A map T : U → V is linear if for all vectors u, v ∈ U and arbitrary scalars α, β, we have

\[ T \left( \alpha{\bf u} + \beta{\bf v} \right) = \alpha\,T \left( {\bf u} \right) + \beta\,T \left( {\bf v} \right) \]

The set of all linear functions from U into V is denoted by ℒ(U, V). When U = V, we write ℒ(U) instead of ℒ(U, U).

Example 3:

Let ℭ[𝑎, b] be a set of all real-values continuous functions on the closed interval. Then the integral operator
\[ \int_a^b f(x)\,{\text d} x \]
provides a linear transformation from ℭ[𝑎, b] into ℝ.
Let ℭ(ℝ) be the set of all continuous functions on the real axis (−∞, ∞). Then the shift operator
\[ T(f)(x) = f(x - x_0 ) , \qquad x_0 \in \mathbb{R}, \]
is a linear transformation in the space ℭ(ℝ).
Let ℘_≤n be the linear space of polynomials of degree n or less. Then the derivative operator
\[ \texttt{D}\left( \sum_{i=0}^n a_i x^i \right) = \sum_{i=1}^n a_i x^{i-1} \]
provides a transformation from ℘_≤n into ℘_≤n-1
Let ℳ_m×n is a set of all m × n matrices with entries from the field 𝔽. Then transformation gives a linear transformation from ℳ_m×n into ℳ_n×m.
Let ℭ^∞[𝕋] be set of infinitely differentiable periodic functions on the unit circle 𝕋 (one-dimensional torus). Then expansion of a function from ℭ^∞[𝕋] into the Fourier series
\[ f(x) \sim \sum_{n=-\infty}^{\infty} \hat{f}(n) \, e^{-{\bf j} nx} , \qquad \hat{f}(n) = \frac{1}{2\pi} \int_{-\pi}^{\pi} f(x)\, e^{{\bf j} nx} {\text d}x , \]
provides a linear transformation from ℭ^∞[𝕋] into the set of infinite sequences.

Isometric transformations

A transformation is isomeric when ∥A x∥ = ∥ x∥.

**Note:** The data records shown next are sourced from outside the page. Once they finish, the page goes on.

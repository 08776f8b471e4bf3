use std::collections::HashMap;
use std::sync::{RwLock, RwLockReadGuard, RwLockWriteGuard};

use notary_types::{
    ArchiveEntry, ArchiveStats, Fingerprint, Identifier, NewArchiveEntry, NewVerification,
    VerificationEntry,
};
use tracing::debug;

use crate::error::{ArchiveError, ArchiveResult, UniqueKey};
use crate::traits::ArchiveStore;

#[derive(Default)]
struct ArchiveState {
    /// Entry with key `n` lives at index `n - 1`.
    entries: Vec<ArchiveEntry>,
    by_identifier: HashMap<Identifier, usize>,
    by_fingerprint: HashMap<Fingerprint, usize>,
    verifications: Vec<VerificationEntry>,
}

impl ArchiveState {
    fn entry(&self, archive_id: i64) -> Option<&ArchiveEntry> {
        let index = usize::try_from(archive_id).ok()?.checked_sub(1)?;
        self.entries.get(index)
    }
}

/// In-memory archive store.
///
/// Intended for tests and embedding. One `RwLock` guards entries, both
/// unique indexes and the audit trail, so every write is atomic.
pub struct InMemoryArchiveStore {
    inner: RwLock<ArchiveState>,
}

impl InMemoryArchiveStore {
    pub fn new() -> Self {
        Self {
            inner: RwLock::new(ArchiveState::default()),
        }
    }

    fn read_state(&self) -> ArchiveResult<RwLockReadGuard<'_, ArchiveState>> {
        self.inner
            .read()
            .map_err(|_| ArchiveError::Unavailable("archive read lock poisoned".into()))
    }

    fn write_state(&self) -> ArchiveResult<RwLockWriteGuard<'_, ArchiveState>> {
        self.inner
            .write()
            .map_err(|_| ArchiveError::Unavailable("archive write lock poisoned".into()))
    }
}

impl Default for InMemoryArchiveStore {
    fn default() -> Self {
        Self::new()
    }
}

impl ArchiveStore for InMemoryArchiveStore {
    fn insert(&self, entry: NewArchiveEntry) -> ArchiveResult<ArchiveEntry> {
        let mut state = self.write_state()?;
        if state.by_fingerprint.contains_key(&entry.fingerprint) {
            return Err(ArchiveError::DuplicateKey(UniqueKey::Fingerprint));
        }
        if state.by_identifier.contains_key(&entry.identifier) {
            return Err(ArchiveError::DuplicateKey(UniqueKey::Identifier));
        }

        let index = state.entries.len();
        let stored = entry.with_id(index as i64 + 1);
        state.by_fingerprint.insert(stored.fingerprint, index);
        state.by_identifier.insert(stored.identifier.clone(), index);
        state.entries.push(stored.clone());

        debug!(archive_id = stored.id, identifier = %stored.identifier, "archive entry stored");
        Ok(stored)
    }

    fn find_by_identifier(&self, identifier: &Identifier) -> ArchiveResult<Option<ArchiveEntry>> {
        let state = self.read_state()?;
        Ok(state
            .by_identifier
            .get(identifier)
            .map(|&i| state.entries[i].clone()))
    }

    fn find_by_fingerprint(&self, fingerprint: &Fingerprint) -> ArchiveResult<Option<ArchiveEntry>> {
        let state = self.read_state()?;
        Ok(state
            .by_fingerprint
            .get(fingerprint)
            .map(|&i| state.entries[i].clone()))
    }

    fn list_all(&self) -> ArchiveResult<Vec<ArchiveEntry>> {
        let mut entries = self.read_state()?.entries.clone();
        entries.sort_by(|a, b| {
            b.submitted_at
                .cmp(&a.submitted_at)
                .then_with(|| b.id.cmp(&a.id))
        });
        Ok(entries)
    }

    fn record_verification(
        &self,
        verification: NewVerification,
    ) -> ArchiveResult<VerificationEntry> {
        let mut state = self.write_state()?;
        if let Some(archive_id) = verification.archive_entry_id {
            if state.entry(archive_id).is_none() {
                return Err(ArchiveError::UnknownArchive(archive_id));
            }
        }

        let stored = verification.with_id(state.verifications.len() as i64 + 1);
        state.verifications.push(stored.clone());
        Ok(stored)
    }

    fn verifications_for(&self, archive_id: i64) -> ArchiveResult<Vec<VerificationEntry>> {
        Ok(self
            .read_state()?
            .verifications
            .iter()
            .filter(|v| v.archive_entry_id == Some(archive_id))
            .cloned()
            .collect())
    }

    fn stats(&self) -> ArchiveResult<ArchiveStats> {
        let state = self.read_state()?;
        Ok(ArchiveStats {
            total_archived: state.entries.len() as u64,
            total_verifications: state.verifications.len() as u64,
            successful_verifications: state.verifications.iter().filter(|v| v.outcome).count()
                as u64,
        })
    }
}

impl std::fmt::Debug for InMemoryArchiveStore {
    fn fmt(&self, f: &mut std::fmt::Formatter<'_>) -> std::fmt::Result {
        let stats = self.stats().unwrap_or_default();
        f.debug_struct("InMemoryArchiveStore")
            .field("archived", &stats.total_archived)
            .field("verifications", &stats.total_verifications)
            .finish()
    }
}
//! Behaviour every `ArchiveStore` backend must share; each backend's test
//! module runs these against a fresh instance.

use std::sync::Arc;
use std::thread;

use chrono::{Duration, TimeZone, Utc};
use notary_types::{
    Fingerprint, Identifier, NewArchiveEntry, NewVerification, Timestamp,
};

use crate::error::{ArchiveError, UniqueKey};
use crate::traits::ArchiveStore;

pub(crate) fn at(seconds: i64) -> Timestamp {
    Utc.with_ymd_and_hms(2025, 3, 1, 12, 0, 0).unwrap() + Duration::seconds(seconds)
}

pub(crate) fn fingerprint(a: u8, b: u8) -> Fingerprint {
    let mut bytes = [0u8; 32];
    bytes[0] = a;
    bytes[1] = b;
    Fingerprint::from_digest(bytes)
}

pub(crate) fn entry(n: u8, submitted: i64) -> NewArchiveEntry {
    NewArchiveEntry {
        filename: format!("doc-{n}.pdf"),
        fingerprint: fingerprint(n, 0),
        identifier: Identifier::from_topic_number(100_000 + u64::from(n)),
        submitted_at: at(submitted),
        size_bytes: 1024 * u64::from(n),
        file_type: "pdf".into(),
        submitted_by: "alice".into(),
    }
}

fn check(archive_id: Option<i64>, n: u8, outcome: bool) -> NewVerification {
    NewVerification {
        archive_entry_id: archive_id,
        identifier: Identifier::from_topic_number(100_000 + u64::from(n)),
        outcome,
        computed_fingerprint: fingerprint(n, if outcome { 0 } else { 1 }),
        verified_by: "bob".into(),
        verified_at: at(1000 + i64::from(n)),
    }
}

pub(crate) fn insert_and_find(store: &dyn ArchiveStore) {
    let stored = store.insert(entry(1, 0)).unwrap();
    assert!(stored.id > 0);

    let by_id = store
        .find_by_identifier(&stored.identifier)
        .unwrap()
        .expect("entry should be found by identifier");
    assert_eq!(by_id, stored);

    let by_fp = store
        .find_by_fingerprint(&stored.fingerprint)
        .unwrap()
        .expect("entry should be found by fingerprint");
    assert_eq!(by_fp, stored);

    let missing = Identifier::new("0.0.1").unwrap();
    assert!(store.find_by_identifier(&missing).unwrap().is_none());
}

pub(crate) fn duplicate_fingerprint_rejected(store: &dyn ArchiveStore) {
    store.insert(entry(1, 0)).unwrap();

    let mut again = entry(2, 5);
    again.fingerprint = fingerprint(1, 0);
    let err = store.insert(again).unwrap_err();
    assert!(matches!(err, ArchiveError::DuplicateKey(UniqueKey::Fingerprint)));
    assert_eq!(store.list_all().unwrap().len(), 1);
}

pub(crate) fn duplicate_identifier_rejected(store: &dyn ArchiveStore) {
    store.insert(entry(1, 0)).unwrap();

    let mut again = entry(2, 5);
    again.identifier = entry(1, 0).identifier;
    let err = store.insert(again).unwrap_err();
    assert!(matches!(err, ArchiveError::DuplicateKey(UniqueKey::Identifier)));
    assert_eq!(store.stats().unwrap().total_archived, 1);
}

pub(crate) fn list_is_newest_first(store: &dyn ArchiveStore) {
    store.insert(entry(1, 10)).unwrap();
    store.insert(entry(2, 30)).unwrap();
    store.insert(entry(3, 20)).unwrap();
    // Same timestamp as entry 2: higher key sorts first.
    store.insert(entry(4, 30)).unwrap();

    let names: Vec<String> = store
        .list_all()
        .unwrap()
        .into_iter()
        .map(|e| e.filename)
        .collect();
    assert_eq!(names, ["doc-4.pdf", "doc-2.pdf", "doc-3.pdf", "doc-1.pdf"]);
}

pub(crate) fn verifications_and_stats(store: &dyn ArchiveStore) {
    let a = store.insert(entry(1, 0)).unwrap();
    let b = store.insert(entry(2, 1)).unwrap();

    store.record_verification(check(Some(a.id), 1, true)).unwrap();
    store.record_verification(check(Some(a.id), 1, false)).unwrap();
    let last = store.record_verification(check(Some(b.id), 2, true)).unwrap();
    assert_eq!(last.archive_entry_id, Some(b.id));
    assert!(last.outcome);

    let history = store.verifications_for(a.id).unwrap();
    assert_eq!(history.len(), 2);
    assert!(history[0].outcome);
    assert!(!history[1].outcome);
    assert_eq!(history[0].verified_by, "bob");

    let stats = store.stats().unwrap();
    assert_eq!(stats.total_archived, 2);
    assert_eq!(stats.total_verifications, 3);
    assert_eq!(stats.successful_verifications, 2);
    assert_eq!(stats.total_archived, store.list_all().unwrap().len() as u64);
}

pub(crate) fn unlinked_verification_is_counted(store: &dyn ArchiveStore) {
    let stored = store.record_verification(check(None, 9, false)).unwrap();
    assert_eq!(stored.archive_entry_id, None);
    assert_eq!(stored.identifier.as_str(), "0.0.100009");

    let stats = store.stats().unwrap();
    assert_eq!(stats.total_verifications, 1);
    assert_eq!(stats.successful_verifications, 0);
}

pub(crate) fn verification_for_unknown_archive_rejected(store: &dyn ArchiveStore) {
    let err = store.record_verification(check(Some(42), 1, true)).unwrap_err();
    assert!(matches!(err, ArchiveError::UnknownArchive(42)));
    assert_eq!(store.stats().unwrap().total_verifications, 0);
}

pub(crate) fn concurrent_inserts<S: ArchiveStore + 'static>(store: Arc<S>) {
    let handles: Vec<_> = (0..4u8)
        .map(|t| {
            let store = Arc::clone(&store);
            thread::spawn(move || {
                for i in 0..25u8 {
                    let mut e = entry(i, i64::from(i));
                    e.fingerprint = fingerprint(t, i);
                    e.identifier = Identifier::from_topic_number(u64::from(t) * 1000 + u64::from(i));
                    store.insert(e).unwrap();
                }
            })
        })
        .collect();
    for h in handles {
        h.join().expect("thread should not panic");
    }

    let all = store.list_all().unwrap();
    assert_eq!(all.len(), 100);
    let mut ids: Vec<i64> = all.iter().map(|e| e.id).collect();
    ids.sort_unstable();
    ids.dedup();
    assert_eq!(ids.len(), 100);
    for e in &all {
        assert_eq!(
            store.find_by_fingerprint(&e.fingerprint).unwrap().as_ref(),
            Some(e)
        );
    }
}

This implies that the eigenvalues of an isometric transformation are given by λ = exp(jφ). Then also we have ⟨ Ax , Ay ⟩ = ⟨ x m y ⟩.

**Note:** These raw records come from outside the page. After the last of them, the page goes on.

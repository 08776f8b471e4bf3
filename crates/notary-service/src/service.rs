use std::io::Read;
use std::sync::Arc;

use chrono::{SubsecRound, Utc};
use notary_archive::{ArchiveStore, InMemoryArchiveStore, UniqueKey};
use notary_crypto::HashEngine;
use notary_ledger::{InMemoryLedger, Ledger, LedgerRecord};
use notary_types::{
    file_type_of, ArchiveEntry, ArchiveStats, Identifier, NewArchiveEntry, NewVerification,
    VerificationEntry, VerificationMode, VerificationResult,
};
use serde::Serialize;
use tracing::{debug, info, warn};

use crate::config::ServiceConfig;
use crate::error::{NotaryError, NotaryResult};

/// Outcome of a full ledger audit.
#[derive(Clone, Debug, PartialEq, Eq, Serialize)]
pub struct LedgerReport {
    pub records: u64,
    pub last_identifier: Option<Identifier>,
}

/// One archive entry together with its verification audit trail.
#[derive(Clone, Debug, PartialEq, Eq, Serialize)]
pub struct ArchiveHistory {
    pub entry: ArchiveEntry,
    pub verifications: Vec<VerificationEntry>,
}

/// The notarization engine.
///
/// Owns no global state: the ledger and archive store are handed in at
/// construction and shared behind `Arc`, so one service can serve any
/// number of concurrent callers.
pub struct NotarizationService {
    engine: HashEngine,
    ledger: Arc<dyn Ledger>,
    archive: Arc<dyn ArchiveStore>,
    config: ServiceConfig,
}

impl NotarizationService {
    pub fn new(
        ledger: Arc<dyn Ledger>,
        archive: Arc<dyn ArchiveStore>,
        config: ServiceConfig,
    ) -> Self {
        Self {
            engine: HashEngine::from_config(&config.hash),
            ledger,
            archive,
            config,
        }
    }

    /// A service over fresh in-memory backends.
    pub fn in_memory(config: ServiceConfig) -> Self {
        Self::new(
            Arc::new(InMemoryLedger::new()),
            Arc::new(InMemoryArchiveStore::new()),
            config,
        )
    }

    pub fn config(&self) -> &ServiceConfig {
        &self.config
    }

    // ---- Notarization ----

    /// Fingerprint `content`, anchor it, and record the archive entry.
    pub fn submit<R: Read>(
        &self,
        content: R,
        filename: &str,
        actor: &str,
    ) -> NotaryResult<ArchiveEntry> {
        let filename = non_empty("filename", filename)?;
        let actor = non_empty("actor", actor)?;

        let digest = self.engine.fingerprint(content)?;
        let fingerprint = digest.fingerprint;

        if let Some(existing) = self.archive.find_by_fingerprint(&fingerprint)? {
            info!(
                fingerprint = %fingerprint.short_hex(),
                identifier = %existing.identifier,
                "submission rejected: content already archived"
            );
            return Err(NotaryError::Duplicate(UniqueKey::Fingerprint));
        }

        let anchor = self.ledger.append(fingerprint, filename)?;
        let entry = NewArchiveEntry {
            filename: filename.to_string(),
            fingerprint,
            identifier: anchor.identifier.clone(),
            submitted_at: anchor.submitted_at,
            size_bytes: digest.bytes_read,
            file_type: file_type_of(filename),
            submitted_by: actor.to_string(),
        };

        let stored = self.archive.insert(entry).map_err(|e| {
            warn!(
                identifier = %anchor.identifier,
                seq = anchor.seq,
                error = %e,
                "ledger record left without archive entry"
            );
            NotaryError::from(e)
        })?;

        info!(
            identifier = %stored.identifier,
            fingerprint = %stored.fingerprint.short_hex(),
            size_bytes = stored.size_bytes,
            actor = %stored.submitted_by,
            "document notarized"
        );
        Ok(stored)
    }

    // ---- Verification ----

    /// Verify by identifier, checking `content` against the anchored
    /// fingerprint when provided.
    pub fn verify(
        &self,
        identifier: &Identifier,
        content: Option<&mut dyn Read>,
        actor: &str,
    ) -> NotaryResult<VerificationResult> {
        match content {
            Some(reader) => self.verify_with_content(identifier, reader, actor),
            None => self.verify_by_identifier(identifier),
        }
    }

    /// Resolve an identifier without hashing anything. Leaves no audit row.
    pub fn verify_by_identifier(&self, identifier: &Identifier) -> NotaryResult<VerificationResult> {
        let result = match self.ledger.lookup(identifier)? {
            Some(record) => resolved(record, VerificationMode::LookupOnly, true, None),
            None => VerificationResult::unresolved(
                identifier.clone(),
                VerificationMode::LookupOnly,
                None,
            ),
        };
        debug!(%identifier, valid = result.valid, "lookup verification");
        Ok(result)
    }

    /// Hash `content` and compare it with the fingerprint anchored under
    /// `identifier`. Every check against an archived identifier is audited,
    /// whatever the outcome.
    pub fn verify_with_content<R: Read>(
        &self,
        identifier: &Identifier,
        content: R,
        actor: &str,
    ) -> NotaryResult<VerificationResult> {
        let actor = non_empty("actor", actor)?;
        let computed = self.engine.fingerprint(content)?.fingerprint;

        let result = match self.ledger.lookup(identifier)? {
            Some(record) => {
                let valid = record.fingerprint == computed;
                resolved(record, VerificationMode::ContentCheck, valid, Some(computed))
            }
            None => VerificationResult::unresolved(
                identifier.clone(),
                VerificationMode::ContentCheck,
                Some(computed),
            ),
        };

        let archived = self.archive.find_by_identifier(identifier)?;
        if archived.is_some() || self.config.audit_unresolved {
            self.archive.record_verification(NewVerification {
                archive_entry_id: archived.as_ref().map(|e| e.id),
                identifier: identifier.clone(),
                outcome: result.valid,
                computed_fingerprint: computed,
                verified_by: actor.to_string(),
                verified_at: Utc::now().trunc_subsecs(3),
            })?;
        }

        info!(
            %identifier,
            valid = result.valid,
            audited = archived.is_some() || self.config.audit_unresolved,
            actor,
            "content verification"
        );
        Ok(result)
    }

    // ---- Queries ----

    /// Every archive entry, newest first.
    pub fn list_archives(&self) -> NotaryResult<Vec<ArchiveEntry>> {
        Ok(self.archive.list_all()?)
    }

    pub fn stats(&self) -> NotaryResult<ArchiveStats> {
        Ok(self.archive.stats()?)
    }

    /// The archive entry for an identifier. The store is the only source
    /// for filename and fingerprint when serving downloads.
    pub fn find_archive(&self, identifier: &Identifier) -> NotaryResult<Option<ArchiveEntry>> {
        Ok(self.archive.find_by_identifier(identifier)?)
    }

    pub fn history(&self, identifier: &Identifier) -> NotaryResult<Option<ArchiveHistory>> {
        let Some(entry) = self.archive.find_by_identifier(identifier)? else {
            return Ok(None);
        };
        let verifications = self.archive.verifications_for(entry.id)?;
        Ok(Some(ArchiveHistory {
            entry,
            verifications,
        }))
    }

    /// Re-verify the ledger hash chain.
    pub fn check_ledger(&self) -> NotaryResult<LedgerReport> {
        let records = self.ledger.records()?;
        notary_ledger::validate_records(&records)?;
        let report = LedgerReport {
            records: records.len() as u64,
            last_identifier: records.last().map(|r| r.identifier.clone()),
        };
        info!(records = report.records, "ledger chain verified");
        Ok(report)
    }
}

impl std::fmt::Debug for NotarizationService {
    fn fmt(&self, f: &mut std::fmt::Formatter<'_>) -> std::fmt::Result {
        f.debug_struct("NotarizationService")
            .field("chunk_size", &self.engine.chunk_size())
            .field("audit_unresolved", &self.config.audit_unresolved)
            .finish()
    }
}

fn resolved(
    record: LedgerRecord,
    mode: VerificationMode,
    valid: bool,
    computed_fingerprint: Option<notary_types::Fingerprint>,
) -> VerificationResult {
    VerificationResult {
        identifier: record.identifier,
        mode,
        valid,
        timestamp: Some(record.submitted_at),
        stored_fingerprint: Some(record.fingerprint),
        stored_filename: Some(record.filename),
        computed_fingerprint,
    }
}

fn non_empty<'a>(field: &str, value: &'a str) -> NotaryResult<&'a str> {
    if value.trim().is_empty() {
        return Err(NotaryError::InvalidRequest(format!("{field} must not be empty")));
    }
    Ok(value)
}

When W is an invariant subspace of the isometric transformation A with dim(A) < ∞, then also W^⊥ is also invariant subspace.

Orthogonal transformations

A transformation A is orthogonal if A is isometric and its inverse exists.

For an orthogonal transformation O, the identity O^TO = I, so O^T = O⁻¹. If A and B are orthogonal, then AB and A⁻¹ are also orthogonal.

Let A : V → V be orthogonal with dim(V) < ∞, then A is direct orthogonal if det(A) = +1. Matrix A describes a rotation. In particular, A provides a rotation of ℝ² through angle φ, it is given by

\[ {\bf R} = \begin{bmatrix} \cos\varphi & -\sin\varphi \\ \sin\varphi & \phantom{-}\cos\varphi \end{bmatrix} . \]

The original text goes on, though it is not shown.